The consequence for me was a hard rule: whichever branch a given pair takes, and the exact order in which those numbers are added, must never change. Flip a pair from the tree branch to the subtraction branch and you’ve altered its round-off, which alters the chaotic trajectory, which means you are now simulating a different universe. So my target wasn’t “compute the same thing approximately faster.” It was “compute the bit-for-bit identical result faster.” My pass/fail test was a single number printed at the end of every run, the relative energy error:

relative_energy_error: -3.408942e-07

If that number changed in any digit, the optimization was wrong, full stop.

The compiler’s blind spot: pointer aliasing

With the rules set, I went looking for wasted work rather than different work. The first culprit was a subtle one that trips up almost every C programmer eventually: pointer aliasing.

Inside the loop, the code reads a lot of read-only data, particle positions, the tree structure, masses, and writes the results (accelerations and energy) back through a big nested struct, roughly R->internal_state->…. The problem is that the compiler can’t prove those two things live in different places in memory. As far as it knows, writing a new acceleration value might secretly overwrite the tree data it’s about to read next. To stay safe, it does the paranoid thing: it re-reads the entire chain of pointers on every one of the 114 million iterations, even though they never actually change.

The fix is to make a promise to the compiler. I hoisted those unchanging pointers into local variables marked with the restrict keyword, which is C’s way of saying “trust me, these don’t overlap with anything else”:

const struct graph_vertex *const restrict vertex = is->mst->vertex;
double (*const restrict pos)[3]                   = ps->pos;
double (*const restrict acc)[3]                   = is->acc;

With that single guarantee, the compiler relaxes. It loads each pointer once, keeps it in a register for the whole loop, and stops second-guessing itself. Same arithmetic, same results, just without the redundant memory traffic.

Inlining the hot path

The next target was that third profiler entry, ketju_check_relative_proximity_ND_2, the function that decides which of the two distance branches a pair should take. It was being called 38 million times, and it lived in a separate source file from the loop that used it. That meant every call paid the full overhead of a function call, and the compiler couldn’t see inside it to optimize across the boundary.

Worse, the function recomputed a value the caller had already computed. The loop checks how far apart two particles are in the tree to decide whether to even bother; the function then computed that exact same difference again from scratch.
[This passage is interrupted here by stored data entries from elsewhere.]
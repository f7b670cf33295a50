//! Seams to the external regressor trainer and model exporter.
//!
//! The crate does not ship a network. A trainer receives the stacked feature
//! and target matrices together with the loss to minimise; an exporter then
//! persists whatever model the trainer produced alongside a [`ModelInfo`]
//! record describing the input layout.

use ndarray::ArrayView2;
use serde::{Deserialize, Serialize};
use tracing::info;

use crate::color::TARGET_DIM;
use crate::data::Dataset;
use crate::emotion::Emotion;
use crate::error::PaletteResult;
use crate::features::{FeatureLayout, PhysicalTrait, DESCRIPTOR_DIM, PHYSICAL_DIM, SEED_DIM};
use crate::neural::PaletteLoss;

/// Fits a palette regressor against a loss.
pub trait PaletteTrainer {
    type Model;

    fn fit(
        &mut self,
        x: ArrayView2<f32>,
        y: ArrayView2<f32>,
        loss: &dyn PaletteLoss,
    ) -> PaletteResult<Self::Model>;
}

/// Persists a trained model together with its metadata.
pub trait ModelExporter<M> {
    type Output;

    fn export(&self, model: &M, info: &ModelInfo) -> PaletteResult<Self::Output>;
}

/// Input sizes per block of the feature vector.
#[derive(Debug, Clone, Copy, PartialEq, Eq, Serialize, Deserialize)]
pub struct InputBreakdown {
    pub face_descriptor: usize,
    pub physical_features: usize,
    pub random_seed: usize,
    pub total: usize,
}

/// Metadata written next to an exported model.
#[derive(Debug, Clone, PartialEq, Serialize, Deserialize)]
pub struct ModelInfo {
    pub input_dim: usize,
    pub output_dim: usize,
    pub description: String,
    pub input_breakdown: InputBreakdown,
    /// Physical trait names in input order; empty for descriptor-only models
    pub physical_features: Vec<String>,
    pub emotions: Vec<Emotion>,
}

impl ModelInfo {
    pub fn for_layout(layout: FeatureLayout, emotions: &[Emotion]) -> Self {
        let (physical, seed) = match layout {
            FeatureLayout::DescriptorOnly => (0, 0),
            FeatureLayout::Enhanced => (PHYSICAL_DIM, SEED_DIM),
        };
        let description = match layout {
            FeatureLayout::DescriptorOnly => {
                format!("face descriptor ({DESCRIPTOR_DIM}) -> RGB palette ({TARGET_DIM})")
            }
            FeatureLayout::Enhanced => format!(
                "face descriptor ({DESCRIPTOR_DIM}) + physical features ({PHYSICAL_DIM}) + random seed ({SEED_DIM}) -> RGB palette ({TARGET_DIM})"
            ),
        };
        let physical_features = if physical > 0 {
            PhysicalTrait::ALL.iter().map(|t| t.name().to_string()).collect()
        } else {
            Vec::new()
        };

        Self {
            input_dim: layout.dim(),
            output_dim: TARGET_DIM,
            description,
            input_breakdown: InputBreakdown {
                face_descriptor: DESCRIPTOR_DIM,
                physical_features: physical,
                random_seed: seed,
                total: layout.dim(),
            },
            physical_features,
            emotions: emotions.to_vec(),
        }
    }
}

/// Fit a trainer on a dataset and hand the result to an exporter.
pub fn train_and_export<T, E>(
    trainer: &mut T,
    exporter: &E,
    dataset: &Dataset,
    emotions: &[Emotion],
    loss: &dyn PaletteLoss,
) -> PaletteResult<E::Output>
where
    T: PaletteTrainer,
    E: ModelExporter<T::Model>,
{
    let (x, y) = dataset.to_arrays()?;
    info!(
        "Training on {} examples ({} -> {})",
        dataset.len(),
        x.ncols(),
        y.ncols()
    );
    let model = trainer.fit(x.view(), y.view(), loss)?;
    let info = ModelInfo::for_layout(dataset.layout(), emotions);
    exporter.export(&model, &info)
}
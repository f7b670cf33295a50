//! Paired (features, palette target) examples and dataset bookkeeping.

use std::collections::BTreeMap;

use ndarray::Array2;
use rand::seq::SliceRandom;
use rand::Rng;
use serde::{Deserialize, Serialize};

use crate::color::TARGET_DIM;
use crate::emotion::Emotion;
use crate::error::{PaletteError, PaletteResult};
use crate::features::FeatureLayout;
use crate::neural::loss::is_extreme;

/// One network input row and its 15-value RGB target.
#[derive(Debug, Clone, PartialEq, Serialize, Deserialize)]
pub struct TrainingExample {
    pub features: Vec<f32>,
    pub target: Vec<f32>,
    pub emotion: Emotion,
}

impl TrainingExample {
    pub fn new(features: Vec<f32>, target: Vec<f32>, emotion: Emotion) -> Self {
        Self {
            features,
            target,
            emotion,
        }
    }

    /// Check both lengths against a layout.
    pub fn validate(&self, layout: FeatureLayout) -> PaletteResult<()> {
        if self.features.len() != layout.dim() {
            return Err(PaletteError::dimension_mismatch(
                layout.dim(),
                self.features.len(),
                format!("{} feature vector", self.emotion),
            ));
        }
        if self.target.len() != TARGET_DIM {
            return Err(PaletteError::dimension_mismatch(
                TARGET_DIM,
                self.target.len(),
                format!("{} color target", self.emotion),
            ));
        }
        Ok(())
    }
}

/// Ordered collection of examples sharing one feature layout.
#[derive(Debug, Clone, PartialEq, Serialize, Deserialize)]
pub struct Dataset {
    layout: FeatureLayout,
    examples: Vec<TrainingExample>,
}

impl Dataset {
    pub fn new(layout: FeatureLayout) -> Self {
        Self {
            layout,
            examples: Vec::new(),
        }
    }

    pub fn with_capacity(layout: FeatureLayout, capacity: usize) -> Self {
        Self {
            layout,
            examples: Vec::with_capacity(capacity),
        }
    }

    /// Build from pre-made examples, rejecting any with the wrong shape.
    pub fn from_examples(
        layout: FeatureLayout,
        examples: Vec<TrainingExample>,
    ) -> PaletteResult<Self> {
        for example in &examples {
            example.validate(layout)?;
        }
        Ok(Self { layout, examples })
    }

    pub fn push(&mut self, example: TrainingExample) -> PaletteResult<()> {
        example.validate(self.layout)?;
        self.examples.push(example);
        Ok(())
    }

    /// Re-check every example; used after deserializing untrusted data.
    pub fn validate(&self) -> PaletteResult<()> {
        self.examples
            .iter()
            .try_for_each(|example| example.validate(self.layout))
    }

    pub fn layout(&self) -> FeatureLayout {
        self.layout
    }

    pub fn examples(&self) -> &[TrainingExample] {
        &self.examples
    }

    pub fn into_examples(self) -> Vec<TrainingExample> {
        self.examples
    }

    pub fn iter(&self) -> std::slice::Iter<'_, TrainingExample> {
        self.examples.iter()
    }

    pub fn len(&self) -> usize {
        self.examples.len()
    }

    pub fn is_empty(&self) -> bool {
        self.examples.is_empty()
    }

    pub fn labels(&self) -> Vec<Emotion> {
        self.examples.iter().map(|e| e.emotion).collect()
    }

    /// Stack features and targets into `(N × dim, N × 15)` matrices.
    pub fn to_arrays(&self) -> PaletteResult<(Array2<f32>, Array2<f32>)> {
        let rows = self.examples.len();
        let dim = self.layout.dim();

        let mut features = Vec::with_capacity(rows * dim);
        let mut targets = Vec::with_capacity(rows * TARGET_DIM);
        for example in &self.examples {
            features.extend_from_slice(&example.features);
            targets.extend_from_slice(&example.target);
        }

        let x = Array2::from_shape_vec((rows, dim), features)
            .map_err(|_| PaletteError::dimension_mismatch(rows * dim, rows, "feature matrix"))?;
        let y = Array2::from_shape_vec((rows, TARGET_DIM), targets).map_err(|_| {
            PaletteError::dimension_mismatch(rows * TARGET_DIM, rows, "target matrix")
        })?;
        Ok((x, y))
    }

    pub fn shuffle<R: Rng + ?Sized>(&mut self, rng: &mut R) {
        self.examples.shuffle(rng);
    }

    /// Split into train and validation sets
    ///
    /// # Arguments
    /// * `train_ratio` - Fraction of data to use for training (e.g., 0.8)
    pub fn split(self, train_ratio: f32) -> (Dataset, Dataset) {
        let ratio = train_ratio.clamp(0.0, 1.0);
        let split_idx = (self.examples.len() as f32 * ratio) as usize;
        let mut train = self.examples;
        let val = train.split_off(split_idx);
        (
            Dataset {
                layout: self.layout,
                examples: train,
            },
            Dataset {
                layout: self.layout,
                examples: val,
            },
        )
    }

    /// Get examples by batch
    pub fn batch(&self, batch_size: usize, batch_idx: usize) -> &[TrainingExample] {
        let start = batch_idx.saturating_mul(batch_size).min(self.examples.len());
        let end = start.saturating_add(batch_size).min(self.examples.len());
        &self.examples[start..end]
    }

    /// Get number of batches for given batch size
    pub fn num_batches(&self, batch_size: usize) -> usize {
        if batch_size == 0 {
            return 0;
        }
        (self.examples.len() + batch_size - 1) / batch_size
    }

    pub fn summary(&self) -> DatasetSummary {
        let mut emotion_counts = BTreeMap::new();
        for example in &self.examples {
            *emotion_counts.entry(example.emotion).or_insert(0) += 1;
        }

        let slice_values = |range: std::ops::Range<usize>| {
            self.examples
                .iter()
                .flat_map(move |e| e.features[range.clone()].iter().copied())
        };

        let descriptor = ValueRange::of(slice_values(self.layout.descriptor_range()));
        let physical_range = self.layout.physical_range();
        let physical = physical_range
            .clone()
            .and_then(|range| ValueRange::of(slice_values(range)));
        let seed = self
            .layout
            .seed_range()
            .and_then(|range| ValueRange::of(slice_values(range)));
        let target = ValueRange::of(self.examples.iter().flat_map(|e| e.target.iter().copied()));

        let extreme_physical_ratio = physical_range.and_then(|range| {
            fraction(slice_values(range), |v| v <= 0.0 || v >= 1.0)
        });
        let extreme_target_ratio = fraction(
            self.examples.iter().flat_map(|e| e.target.iter().copied()),
            is_extreme,
        );

        DatasetSummary {
            examples: self.examples.len(),
            feature_dim: self.layout.dim(),
            descriptor,
            physical,
            seed,
            target,
            extreme_physical_ratio,
            extreme_target_ratio,
            emotion_counts,
        }
    }
}

impl<'a> IntoIterator for &'a Dataset {
    type Item = &'a TrainingExample;
    type IntoIter = std::slice::Iter<'a, TrainingExample>;

    fn into_iter(self) -> Self::IntoIter {
        self.examples.iter()
    }
}

/// Observed minimum and maximum of a block of values.
#[derive(Debug, Clone, Copy, PartialEq, Serialize, Deserialize)]
pub struct ValueRange {
    pub min: f32,
    pub max: f32,
}

impl ValueRange {
    fn of<I: IntoIterator<Item = f32>>(values: I) -> Option<Self> {
        values.into_iter().fold(None, |acc, v| match acc {
            None => Some(ValueRange { min: v, max: v }),
            Some(r) => Some(ValueRange {
                min: r.min.min(v),
                max: r.max.max(v),
            }),
        })
    }
}

fn fraction<I, F>(values: I, predicate: F) -> Option<f32>
where
    I: IntoIterator<Item = f32>,
    F: Fn(f32) -> bool,
{
    let (hits, total) = values.into_iter().fold((0usize, 0usize), |(hits, total), v| {
        (hits + usize::from(predicate(v)), total + 1)
    });
    (total > 0).then(|| hits as f32 / total as f32)
}

/// Value ranges and label balance of a dataset, for logging and sanity checks.
#[derive(Debug, Clone, PartialEq, Serialize, Deserialize)]
pub struct DatasetSummary {
    pub examples: usize,
    pub feature_dim: usize,
    pub descriptor: Option<ValueRange>,
    pub physical: Option<ValueRange>,
    pub seed: Option<ValueRange>,
    pub target: Option<ValueRange>,
    /// Share of physical values sitting exactly on 0 or 1
    pub extreme_physical_ratio: Option<f32>,
    /// Share of target channels within tolerance of 0 or 1
    pub extreme_target_ratio: Option<f32>,
    pub emotion_counts: BTreeMap<Emotion, usize>,
}

#[cfg(test)]
mod tests {
    use super::*;
    use crate::features::{DESCRIPTOR_DIM, ENHANCED_DIM};

    fn example(dim: usize, emotion: Emotion, fill: f32) -> TrainingExample {
        TrainingExample::new(vec![fill; dim], vec![fill; TARGET_DIM], emotion)
    }

    fn small_dataset() -> Dataset {
        let examples = (0..10)
            .map(|i| example(DESCRIPTOR_DIM, Emotion::ALL[i % 2], i as f32 / 10.0))
            .collect();
        Dataset::from_examples(FeatureLayout::DescriptorOnly, examples).unwrap()
    }

    #[test]
    fn push_rejects_wrong_feature_length() {
        let mut dataset = Dataset::new(FeatureLayout::Enhanced);
        let err = dataset
            .push(example(DESCRIPTOR_DIM, Emotion::Happy, 0.5))
            .unwrap_err();
        assert!(matches!(
            err,
            PaletteError::DimensionMismatch {
                expected: 148,
                got: 128,
                ..
            }
        ));
        assert!(dataset.is_empty());
    }

    #[test]
    fn push_rejects_wrong_target_length() {
        let mut dataset = Dataset::new(FeatureLayout::Enhanced);
        let bad = TrainingExample::new(vec![0.0; ENHANCED_DIM], vec![0.0; 12], Emotion::Sad);
        assert!(dataset.push(bad).is_err());
    }

    #[test]
    fn to_arrays_preserves_row_order() {
        let dataset = small_dataset();
        let (x, y) = dataset.to_arrays().unwrap();
        assert_eq!(x.dim(), (10, DESCRIPTOR_DIM));
        assert_eq!(y.dim(), (10, TARGET_DIM));
        assert_eq!(x[[3, 0]], 0.3);
        assert_eq!(y[[9, 14]], 0.9);
    }

    #[test]
    fn split_and_batching() {
        let dataset = small_dataset();
        assert_eq!(dataset.num_batches(4), 3);
        assert_eq!(dataset.batch(4, 2).len(), 2);
        assert!(dataset.batch(4, 5).is_empty());
        assert!(dataset.batch(usize::MAX, usize::MAX).is_empty());
        assert_eq!(dataset.batch(usize::MAX, 0).len(), 10);

        let (train, val) = dataset.split(0.8);
        assert_eq!(train.len(), 8);
        assert_eq!(val.len(), 2);
        assert_eq!(val.examples()[0].features[0], 0.8);
    }

    #[test]
    fn summary_counts_labels_and_ranges() {
        let summary = small_dataset().summary();
        assert_eq!(summary.examples, 10);
        assert_eq!(summary.emotion_counts[&Emotion::Happy], 5);
        assert_eq!(summary.emotion_counts[&Emotion::Sad], 5);
        let target = summary.target.unwrap();
        assert_eq!(target.min, 0.0);
        assert_eq!(target.max, 0.9);
        assert!(summary.physical.is_none());
        // Only the all-zero row is within tolerance of an extreme
        assert!((summary.extreme_target_ratio.unwrap() - 0.1).abs() < 1e-6);
    }

    #[test]
    fn empty_summary_has_no_ranges() {
        let summary = Dataset::new(FeatureLayout::Enhanced).summary();
        assert_eq!(summary.examples, 0);
        assert!(summary.descriptor.is_none());
        assert!(summary.extreme_physical_ratio.is_none());
    }
}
The fix was straightforward: I moved these small, hot decision functions into the shared header as static inline functions, right next to where they’re used. Now the compiler can paste their bodies directly into the loop, delete the duplicated work, and erase 38 million function calls. Again, identical logic, identical decisions, just no overhead around them.

The biggest win: keeping accumulators in registers

The single most effective change came from thinking about memory like a physicist thinks about a conserved quantity, something you want to hold onto, not keep putting down and picking back up.

In the inner loop, each pair updates the acceleration of both particles involved: particle i and particle j. But across the entire inner loop, i is fixed, only j changes. So particle i’s acceleration was being read out of memory, nudged, and written back to memory on every single iteration, millions of times for the same three numbers.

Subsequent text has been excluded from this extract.